Little new information on potential CHL players unionSunday, July 20, 2014 by: Brad Coccimiglio
It's been two years since the first concerted effort to organize a union for players in the Canadian Hockey League.
In the summer of 2012, attempts were made to unionize players in the CHL but the attempt fizzled due to numerous issues among the union organizers.
Despite efforts by a new group, Unifor, controversy has continued to follow the unionization effort.
As new broke earlier this summer that Unifor, which was created from the merger of the Canadian Auto Workers union and the Communications, Energy and Paperworkers Union, was interested in the latest efforts, a controversial member of the previous union efforts was also reportedly involved.

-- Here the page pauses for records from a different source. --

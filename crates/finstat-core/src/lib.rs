#![doc = include_str!("../README.md")]
#![doc(issue_tracker_base_url = "https://github.com/factordynamics/finstat/issues/")]
#![cfg_attr(docsrs, feature(doc_cfg, doc_auto_cfg))]
#![warn(missing_docs)]
#![forbid(unsafe_code)]

//! Core traits and types for the finstat statement pipeline.
//!
//! - [`RemoteFetcher`](provider::RemoteFetcher) - Tabular requests against a provider
//! - [`ProviderLayout`](provider::ProviderLayout) - Which endpoint answers what
//! - [`TableStore`](store::TableStore) - Whole-table replace and filtered reads
//! - [`batches`](batch::batches) - Fixed-size batching of identifier lists
//! - [`DictionarySet`](dictionary::DictionarySet) - Provider code to domain name mappings

/// Fixed-size batching.
pub mod batch;
/// Name dictionaries.
pub mod dictionary;
/// Error types for pipeline operations.
pub mod error;
/// Domain column names.
pub mod fields;
/// Reporting period labels.
pub mod period;
/// Provider traits.
pub mod provider;
/// Store trait and filters.
pub mod store;
/// Record and DataFrame helpers.
pub mod tabular;
/// Core domain types.
pub mod types;

// Re-export commonly used items at crate root
pub use batch::{Batches, batches};
pub use dictionary::{DictionarySet, FieldMapping, NameDictionary};
pub use error::{FinstatError, Result};
pub use period::{FiscalPeriod, period_label};
pub use provider::{DataProvider, FormParams, ProviderLayout, RemoteFetcher, Request, form};
pub use store::{Filter, TableStore};
pub use types::{Classification, StatementKind, WriteOutcome};
//! Aligning the three statements of a batch and stacking batch results.

use std::collections::HashSet;

use finstat_core::{
    FinstatError, Result, fields,
    tabular::{missing_columns, string_values},
};
use polars::prelude::*;
use serde::{Deserialize, Serialize};
use tracing::{debug, warn};

/// How the three statement sources of a batch are aligned on the key.
#[derive(Clone, Copy, Debug, Default, PartialEq, Eq, Serialize, Deserialize)]
#[serde(rename_all = "snake_case")]
pub enum Alignment {
    /// Keep only keys present in all three sources.
    #[default]
    Complete,
    /// Keep every key seen in any source; a key absent from one source gets
    /// nulls in that source's columns.
    Outer,
}

impl Alignment {
    fn join_type(self) -> JoinType {
        match self {
            Self::Complete => JoinType::Inner,
            Self::Outer => JoinType::Full,
        }
    }
}

/// Keeps the first row of every key, in input order.
fn first_per_key(df: &DataFrame) -> Result<DataFrame> {
    let codes = string_values(df, fields::CODE)?;
    let names = string_values(df, fields::NAME)?;
    let periods = string_values(df, fields::REPORT_PERIOD)?;

    let mut seen = HashSet::new();
    let mask: Vec<bool> = codes
        .into_iter()
        .zip(names)
        .zip(periods)
        .map(|((code, name), period)| seen.insert((code, name, period)))
        .collect();
    if mask.iter().all(|keep| *keep) {
        return Ok(df.clone());
    }

    let out = df.filter(&BooleanChunked::from_slice("keep".into(), &mask))?;
    warn!(dropped = df.height() - out.height(), "Dropped rows with a repeated key");
    Ok(out)
}

/// Merges the normalized income, balance and cash-flow tables of one batch.
///
/// Provenance columns are dropped. A column present in several sources keeps
/// its first occurrence in income, balance, cash-flow order. A key repeated
/// within a source keeps its first row. The key columns lead the output and
/// rows with a null key component are excluded.
///
/// A source without any column (an empty or failed provider answer) leaves
/// the batch without data: the result is an empty frame in every alignment.
///
/// # Errors
/// Returns [`FinstatError::MergeFailure`] if a non-empty source lacks a key column.
pub fn merge_statements(
    income: &DataFrame,
    balance: &DataFrame,
    cash_flow: &DataFrame,
    alignment: Alignment,
) -> Result<DataFrame> {
    let sources = [("income", income), ("balance", balance), ("cash_flow", cash_flow)];

    if let Some((label, _)) = sources.iter().find(|(_, df)| df.width() == 0) {
        debug!(source = *label, "Source returned no data, batch is empty");
        return Ok(DataFrame::empty());
    }

    for (label, df) in &sources {
        let absent = missing_columns(df, fields::KEY);
        if !absent.is_empty() {
            return Err(FinstatError::MergeFailure(format!(
                "{label} lacks key columns {absent:?}"
            )));
        }
    }

    let mut taken: Vec<String> = Vec::new();
    let mut frames: Vec<LazyFrame> = Vec::new();
    for (_, df) in sources {
        let mut keep: Vec<String> = fields::KEY.iter().map(|k| k.to_string()).collect();
        for name in df.get_column_names() {
            let name = name.as_str();
            if fields::KEY.contains(&name)
                || fields::PROVENANCE.contains(&name)
                || taken.iter().any(|t| t == name)
            {
                continue;
            }
            taken.push(name.to_string());
            keep.push(name.to_string());
        }
        frames.push(first_per_key(&df.select(keep)?)?.lazy());
    }

    let mut frames = frames.into_iter();
    let Some(mut merged) = frames.next() else {
        return Ok(DataFrame::empty());
    };

    let key: Vec<Expr> = fields::KEY.iter().map(|k| col(*k)).collect();
    for frame in frames {
        merged = merged.join(
            frame,
            key.clone(),
            key.clone(),
            JoinArgs::new(alignment.join_type()).with_coalesce(JoinCoalesce::CoalesceColumns),
        );
    }

    let complete_key = col(fields::CODE)
        .is_not_null()
        .and(col(fields::NAME).is_not_null())
        .and(col(fields::REPORT_PERIOD).is_not_null());

    let out = merged
        .filter(complete_key)
        .sort_by_exprs(
            vec![col(fields::CODE), col(fields::REPORT_PERIOD)],
            SortMultipleOptions::default().with_maintain_order(true),
        )
        .collect()?;

    // Joins may move the key; put it back in front.
    let mut order: Vec<String> = fields::KEY.iter().map(|k| k.to_string()).collect();
    order.extend(
        out.get_column_names()
            .iter()
            .map(|c| c.to_string())
            .filter(|c| !fields::KEY.contains(&c.as_str())),
    );
    let out = out.select(order)?;

    debug!(rows = out.height(), columns = out.width(), ?alignment, "Merged batch");
    Ok(out)
}

/// Stacks per-batch results, filling columns a batch lacks with nulls.
///
/// # Errors
/// Returns an error if the frames cannot be concatenated.
pub fn concat_batches(frames: Vec<DataFrame>) -> Result<DataFrame> {
    let frames: Vec<LazyFrame> = frames
        .into_iter()
        .filter(|df| df.height() > 0)
        .map(IntoLazy::lazy)
        .collect();
    if frames.is_empty() {
        return Ok(DataFrame::empty());
    }
    Ok(concat_lf_diagonal(frames, UnionArgs::default())?.collect()?)
}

Gumbley was heavily involved in the 2012 effort that failed after reports of misrepresentation and secrecy. Gumbley also recently appeared in court in Montreal on a fraud charge. He has been charged with fraud over $5,000 following a failed business venture with an ex-girlfriend and his next court date is Jan, 7.
Gumbley's involvement in the current unionization efforts has been in the form of recruitment. He was brought in by Unifor to help organize the union, beginning in the Quebec Major Junior Hockey League where Unifor would only need 50 per cent plus one to become certified.
"I was contracted to get the initial portion of the union organized and bring it to Unifor so they can take the reins from there," Gumbley told the Toronto Star earlier this month.
In an interview with the Toronto Star, Unifor president Jerry Dias initially denied Gumbley's involvement in the union efforts before retracting his statement and confirming his involvement.
The intent of the union is to help garner better medical care, insurance and guaranteed education packages for the players. Dias has also gone on record looking for better compensation for players as well.
The Ontario Hockey League has made an attempt to improve things for players.
Players now have the opportunity to apply for a reimbursement of up to $470 per month. The money can be used for expenses such as gas, clothes and food among other things. Players are also eligible to receive $1,000 for off-season training.
For education packages, players now have 18 months from the end of their overage season to use the package. Previously, players had to use the package within 18 months of their final game in the league, regardless of whether they played an overage season or not.
Unifor has had internal meetings as they attempt to unionize the roughly 1,300 CHL players. A meeting was to be held on July 9 as Unifor attempts to set leadership for a potential union but a firm date to have a meeting with players had not been scheduled at the time.
Unifor president Jerry Dias told the Canadian Press on July 9 that, "We're just nailing down the details as to what it?s going to look like, but my guess is we'll be ready to go next week."
Since then, little has been released as to a potential meeting with players.